Durin Bridge (Jambatan Durin) or Sibu-Durin Bridge is a bridge connecting Sibu and Durin in Sarawak, Malaysia. The bridge is part of the Jalan Sibu-Durin of the Pan Borneo Highway.

==History==
The bridge was opened on 2006 to replace the ferry service between Sibu and Durin. During that time, it was opened as two way bridge. A new bridge parallel to the existing bridge was completed in 2020.

===Phase 2===
During upgrading of the Pan Borneo Highway, Lebuhraya Borneo Utara Sdn Bhd (LBU) wants to doubling the bridge into four on 2015. The phase 2 of the Durin Bridge will be built under the Pan Borneo Highway project and after its completion, it will turned into a four-lane carriageway bridge. Construction is led by LBU as a turnkey contractor and was taken by HSL DMIA JV Sdn Bhd as the main contractor.
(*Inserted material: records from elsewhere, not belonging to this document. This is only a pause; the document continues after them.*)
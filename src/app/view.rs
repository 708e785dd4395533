//! View model computation.
//!
//! The `compute_viewmodel` method transforms state into a renderable UI
//! representation, handling windowing, fuzzy match highlighting, overlays and
//! per-mode help text. It never mutates state, so any frame can be rebuilt
//! from a state snapshot.
//!
//! # Example
//!
//! ```rust
//! use modstash::app::AppState;
//! use modstash::domain::Package;
//! use modstash::ui::{viewmodel::Body, Theme};
//!
//! let mut state = AppState::new(Theme::default());
//! state.replace_packages(vec![Package::new(1, "log", "github.com/charmbracelet/log", None)]);
//! let vm = state.compute_viewmodel(24, 80);
//! assert!(matches!(vm.body, Body::Packages(ref rows) if rows.len() == 1));
//! ```

use super::form::FIELD_PROMPTS;
use super::modes::{InputMode, ViewMode};
use super::search;
use super::AppState;
use crate::domain::{Group, Package};
use crate::ui::helpers::truncate;
use crate::ui::viewmodel::{
    AddFormView, Body, EmptyState, FieldView, FooterInfo, GroupRow, HeaderInfo, Overlay,
    PackageRow, SearchBarInfo, StatusLine, UIViewModel,
};
use std::ops::Range;

/// Rows taken by everything except the list: blank line, title, subtitle,
/// border, column headers, status line, border, footer.
const CHROME_ROWS: usize = 8;
const SEARCH_BAR_ROWS: usize = 3;

pub const NAME_COLUMN_WIDTH: usize = 24;
pub const VERSION_COLUMN_WIDTH: usize = 12;
pub const FREQ_COLUMN_WIDTH: usize = 6;
pub const LAST_USED_COLUMN_WIDTH: usize = 12;
/// Width of the selection marker in front of the name.
pub const MARKER_WIDTH: usize = 2;

const SPINNER_FRAMES: [char; 10] = ['⠋', '⠙', '⠹', '⠸', '⠼', '⠴', '⠦', '⠧', '⠇', '⠏'];

const PACKAGES_HELP: &str =
    "/: search  g: group  +: add  a: assign to group  c: create group  i: install  x: delete  f/l: sort  q: quit";
const GROUPS_HELP: &str = "space/enter: open  i: install  c: create  x: delete  esc/q: back";
const GROUP_PACKAGES_HELP: &str =
    "space: select  i: install  d: remove from group  x: delete  f/l: sort  esc/q: back";
const ADDING_HELP: &str = "tab: next field  enter: next/submit  ctrl+g: install  ctrl+f: force  esc: cancel";
const SEARCHING_HELP: &str = "type to filter  ↑/↓: move  enter: keep filter  esc: clear";
const ASSIGNING_HELP: &str = "j/k: move  enter: assign  esc/q: cancel";
const CREATING_GROUP_HELP: &str = "enter: create  esc: cancel";
const INSTALLING_HELP: &str = "installing...  ctrl+c: force quit";

/// Visible slice of a list of `len` rows that keeps `cursor` roughly centered.
fn window(cursor: usize, len: usize, available: usize) -> Range<usize> {
    let mut start = cursor.saturating_sub(available / 2);
    let end = (start + available).min(len);
    if end - start < available {
        start = end.saturating_sub(available);
    }
    start..end
}

impl AppState {
    /// Transforms application state into a renderable view model.
    ///
    /// `rows` and `cols` are the terminal dimensions; only the rows that fit
    /// are included, windowed around the cursor.
    #[must_use]
    pub fn compute_viewmodel(&self, rows: usize, cols: usize) -> UIViewModel {
        let search_bar = self.compute_search_bar();
        let available_rows = self.calculate_available_rows(rows, search_bar.is_some());

        let body = match self.view_mode {
            ViewMode::Groups => self.compute_group_body(available_rows),
            ViewMode::Packages | ViewMode::GroupPackages => {
                self.compute_package_body(available_rows, cols)
            }
        };

        UIViewModel {
            header: self.compute_header(),
            search_bar,
            body,
            status: self.status.as_ref().map(|s| StatusLine {
                text: s.text.clone(),
                kind: s.kind,
            }),
            overlay: self.compute_overlay(available_rows),
            footer: self.compute_footer(),
        }
    }

    fn calculate_available_rows(&self, rows: usize, with_search: bool) -> usize {
        let chrome = CHROME_ROWS + if with_search { SEARCH_BAR_ROWS } else { 0 };
        rows.saturating_sub(chrome).max(1)
    }

    fn compute_package_body(&self, available_rows: usize, cols: usize) -> Body {
        if self.visible.is_empty() {
            return Body::Empty(self.compute_empty_state());
        }

        let range = window(self.package_cursor, self.visible.len(), available_rows);
        let url_width = cols.saturating_sub(
            MARKER_WIDTH
                + NAME_COLUMN_WIDTH
                + VERSION_COLUMN_WIDTH
                + FREQ_COLUMN_WIDTH
                + LAST_USED_COLUMN_WIDTH,
        );

        let rows = self.visible[range.clone()]
            .iter()
            .zip(range)
            .filter_map(|(&idx, position)| {
                self.packages
                    .get(idx)
                    .map(|package| self.compute_package_row(package, position, url_width))
            })
            .collect();
        Body::Packages(rows)
    }

    fn compute_package_row(&self, package: &Package, position: usize, url_width: usize) -> PackageRow {
        PackageRow {
            name: truncate(&package.name, NAME_COLUMN_WIDTH - 2),
            url: truncate(&package.url, url_width.saturating_sub(1)),
            version: truncate(package.version_label(), VERSION_COLUMN_WIDTH - 2),
            freq: package.freq,
            last_used: package.time_ago(),
            is_cursor: position == self.package_cursor,
            is_marked: self.selection.contains(&package.id),
            highlight_ranges: search::highlight_ranges(&package.name, &self.search_query),
        }
    }

    fn compute_group_rows(groups: &[Group], cursor: usize, available_rows: usize) -> Vec<GroupRow> {
        let range = window(cursor, groups.len(), available_rows);
        groups[range.clone()]
            .iter()
            .zip(range)
            .map(|(group, position)| GroupRow {
                name: group.name.clone(),
                is_cursor: position == cursor,
            })
            .collect()
    }

    fn compute_group_body(&self, available_rows: usize) -> Body {
        if self.groups.is_empty() {
            return Body::Empty(self.compute_empty_state());
        }
        Body::Groups(Self::compute_group_rows(&self.groups, self.group_cursor, available_rows))
    }

    fn compute_empty_state(&self) -> EmptyState {
        let (message, subtitle) = match self.view_mode {
            ViewMode::Groups => ("No groups yet", "Press c to create one"),
            ViewMode::GroupPackages => (
                "This group is empty",
                "Select packages in the package view and press a to assign them",
            ),
            ViewMode::Packages if !self.search_query.is_empty() => {
                ("No matches", "Esc clears the filter")
            }
            ViewMode::Packages => ("No packages yet", "Press + to add one"),
        };
        EmptyState {
            message: message.to_string(),
            subtitle: subtitle.to_string(),
        }
    }

    fn compute_header(&self) -> HeaderInfo {
        let scope = match (self.view_mode, &self.active_group) {
            (ViewMode::Groups, _) => "Groups".to_string(),
            (ViewMode::GroupPackages, Some(group)) => format!("Group: {}", group.name),
            _ => "Packages".to_string(),
        };

        let subtitle = match self.view_mode {
            ViewMode::Groups => format!("{scope} · {} total", self.groups.len()),
            ViewMode::Packages | ViewMode::GroupPackages => {
                let sort = if self.view_mode == ViewMode::GroupPackages {
                    self.group_sort
                } else {
                    self.sort_mode
                };
                let mut subtitle = format!("{scope} · sorted by {}", sort.label());
                if !self.selection.is_empty() {
                    subtitle.push_str(&format!(" · {} selected", self.selection.len()));
                }
                subtitle
            }
        };

        HeaderInfo {
            title: "modstash".to_string(),
            subtitle,
        }
    }

    fn compute_footer(&self) -> FooterInfo {
        let keybindings = if self.installing {
            INSTALLING_HELP
        } else {
            match (self.input_mode, self.view_mode) {
                (InputMode::Adding, _) => ADDING_HELP,
                (InputMode::Searching, _) => SEARCHING_HELP,
                (InputMode::Assigning, _) => ASSIGNING_HELP,
                (InputMode::CreatingGroup, _) => CREATING_GROUP_HELP,
                (InputMode::Normal, ViewMode::Packages) => PACKAGES_HELP,
                (InputMode::Normal, ViewMode::Groups) => GROUPS_HELP,
                (InputMode::Normal, ViewMode::GroupPackages) => GROUP_PACKAGES_HELP,
            }
        };
        FooterInfo {
            keybindings: keybindings.to_string(),
        }
    }

    fn compute_search_bar(&self) -> Option<SearchBarInfo> {
        let editing = self.input_mode == InputMode::Searching;
        if !editing && (self.search_query.is_empty() || self.view_mode == ViewMode::Groups) {
            return None;
        }
        Some(SearchBarInfo {
            query: self.search_query.clone(),
            editing,
        })
    }

    fn compute_overlay(&self, available_rows: usize) -> Option<Overlay> {
        if self.installing {
            let spinner = SPINNER_FRAMES[self.spinner_frame % SPINNER_FRAMES.len()];
            return Some(Overlay::Installing {
                spinner,
                label: "Installing...".to_string(),
            });
        }

        match self.input_mode {
            InputMode::Adding => {
                let fields = FIELD_PROMPTS
                    .iter()
                    .enumerate()
                    .map(|(idx, (label, placeholder))| FieldView {
                        label: (*label).to_string(),
                        value: self
                            .add_form
                            .field(idx)
                            .map(|f| f.value().to_string())
                            .unwrap_or_default(),
                        placeholder: (*placeholder).to_string(),
                        focused: idx == self.add_form.focus(),
                    })
                    .collect();
                Some(Overlay::AddForm(AddFormView {
                    fields,
                    install: self.add_form.install,
                    force: self.add_form.force,
                }))
            }
            InputMode::CreatingGroup => Some(Overlay::GroupName {
                value: self.group_name.value().to_string(),
            }),
            InputMode::Assigning => Some(Overlay::AssignPicker {
                count: self.selection.len(),
                groups: Self::compute_group_rows(&self.groups, self.assign_cursor, available_rows),
            }),
            InputMode::Normal | InputMode::Searching => None,
        }
    }
}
It is one of the part of Work Package Contract (WPC 07) which connects Bintangor Junction and Sungai Kua Bridge, including Durin Bridge, Julau Interchange and Sibu Airport Interchange. The phase 2 of the bridge is expected to be completed on 2018 or until it is fully completed, according to Works Ministry. In December 2019, the new parallel bridge was completely stitched by Minister of Works, Baru Bian and in 2020, it was started to asphalted and opened to the traffic on the same year while the old one remains intact and now served for Sarikei route.